[Collected data]
►

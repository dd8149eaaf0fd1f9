use std::os::fd::RawFd;

/// Asynchronous device event dispatcher.
///
/// Drain loops that stop making progress ask it to look for pending device
/// events, most importantly a fatal device error, so that the device removal
/// flag they wait on gets a chance to be raised.
pub trait EventHandler: Send + Sync {
    /// Poll the asynchronous event channel `async_fd` once and dispatch
    /// whatever is pending. Best effort: never blocks, never fails.
    fn query_for_ibverbs_event(&self, async_fd: RawFd);
}
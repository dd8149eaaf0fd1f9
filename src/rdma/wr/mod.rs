//! Work requests.

mod recv;
mod send;

pub use self::recv::*;
pub use self::send::*;

use super::buf::BufferDesc;
use super::type_alias::LKey;

/// Scatter/gather entry.
#[derive(Debug, Clone, Copy, Default, PartialEq, Eq)]
pub struct Sge {
    /// Start address.
    pub addr: u64,

    /// Length in bytes.
    pub length: u32,

    /// Local key of the memory region.
    pub lkey: LKey,
}

impl From<&BufferDesc> for Sge {
    fn from(desc: &BufferDesc) -> Self {
        Self {
            addr: desc.addr,
            length: desc.len,
            lkey: desc.lkey,
        }
    }
}
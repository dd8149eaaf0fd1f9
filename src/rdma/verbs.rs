//! Hardware verbs primitives.
//!
//! This crate drives a verbs provider; it does not implement one. A provider
//! wraps `libibverbs` (or a vendor direct-verbs library) and exposes the
//! handful of primitives the queue pair manager needs through [`Verbs`].

use std::{fmt, io};

use thiserror::Error;

use super::flow::FlowAttr;
use super::qp::{QpCaps, QpInitAttr, QpState, QpTransition};
use super::ratelimit::{RateLimit, RateLimitChanges};
use super::type_alias::*;
use super::wr::{RecvWr, SendWr};

/// Opaque handle of a hardware queue pair.
#[derive(Debug, Clone, Copy, PartialEq, Eq, Hash)]
pub struct QpHandle {
    /// Provider-specific handle value.
    pub raw: u64,

    /// Queue pair number assigned by the device.
    pub qpn: Qpn,
}

impl fmt::Display for QpHandle {
    fn fmt(&self, f: &mut fmt::Formatter<'_>) -> fmt::Result {
        write!(f, "Qp<{:#x}, num={}>", self.raw, self.qpn)
    }
}

/// Opaque handle of a hardware completion queue.
#[derive(Debug, Clone, Copy, PartialEq, Eq, Hash)]
#[repr(transparent)]
pub struct CqHandle(pub u64);

/// Opaque handle of a hardware flow steering rule.
#[derive(Debug, Clone, Copy, PartialEq, Eq, Hash)]
#[repr(transparent)]
pub struct FlowHandle(pub u64);

/// Error of a rejected receive post.
#[derive(Debug, Error)]
#[error("post_recv rejected at chain index {bad_index}: {source}")]
pub struct PostRecvError {
    /// Index (in the posted slice) of the first work request that was not
    /// posted. Every request before it in the chain was accepted.
    pub bad_index: usize,

    /// The error reported by the provider.
    #[source]
    pub source: io::Error,
}

/// Hardware verbs primitives.
///
/// All methods map one-to-one onto provider calls and report failures as
/// [`io::Error`]s carrying the provider's errno where one exists.
pub trait Verbs: Send + Sync {
    /// Create a queue pair.
    fn create_qp(&self, init_attr: &QpInitAttr) -> io::Result<QpHandle>;

    /// Destroy a queue pair.
    fn destroy_qp(&self, qp: QpHandle) -> io::Result<()>;

    /// Query the current state of a queue pair.
    fn query_qp_state(&self, qp: QpHandle) -> io::Result<QpState>;

    /// Query the capabilities the device actually granted to a queue pair.
    fn query_qp_caps(&self, qp: QpHandle) -> io::Result<QpCaps>;

    /// Apply a state transition.
    fn modify_qp(&self, qp: QpHandle, transition: QpTransition) -> io::Result<()>;

    /// Post the chain of receive work requests that starts at `wrs[0]` and
    /// follows each request's `next` index.
    ///
    /// On failure, the provider may have cut the chain at the failing
    /// position; the caller repairs it.
    fn post_recv(&self, qp: QpHandle, wrs: &mut [RecvWr]) -> Result<(), PostRecvError>;

    /// Post one send work request.
    fn post_send(&self, qp: QpHandle, wr: &SendWr) -> io::Result<()>;

    /// Apply a packet pacing configuration to a queue pair.
    fn modify_rate_limit(
        &self,
        qp: QpHandle,
        rate_limit: &RateLimit,
        changes: RateLimitChanges,
    ) -> io::Result<()>;

    /// Pin a queue pair's transmit traffic to one port of a link
    /// aggregation group.
    fn modify_qp_lag_port(&self, qp: QpHandle, port: PortNum) -> io::Result<()>;

    /// Query a queue pair's configured and active link aggregation ports.
    fn query_qp_lag_port(&self, qp: QpHandle) -> io::Result<(PortNum, PortNum)>;

    /// Create a flow steering rule that directs matching packets to `qp`.
    fn create_flow(&self, qp: QpHandle, attr: &FlowAttr) -> io::Result<FlowHandle>;

    /// Destroy a flow steering rule.
    fn destroy_flow(&self, flow: FlowHandle) -> io::Result<()>;

    /// Determine whether the receive queue holds no outstanding work
    /// requests. Providers that cannot tell report `false`.
    fn rq_is_empty(&self, _qp: QpHandle) -> bool {
        false
    }
}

◄

Note every line above where the string "PostRecvError" shows up, and copy those lines.

pub struct PostRecvError {
    fn post_recv(&self, qp: QpHandle, wrs: &mut [RecvWr]) -> Result<(), PostRecvError>;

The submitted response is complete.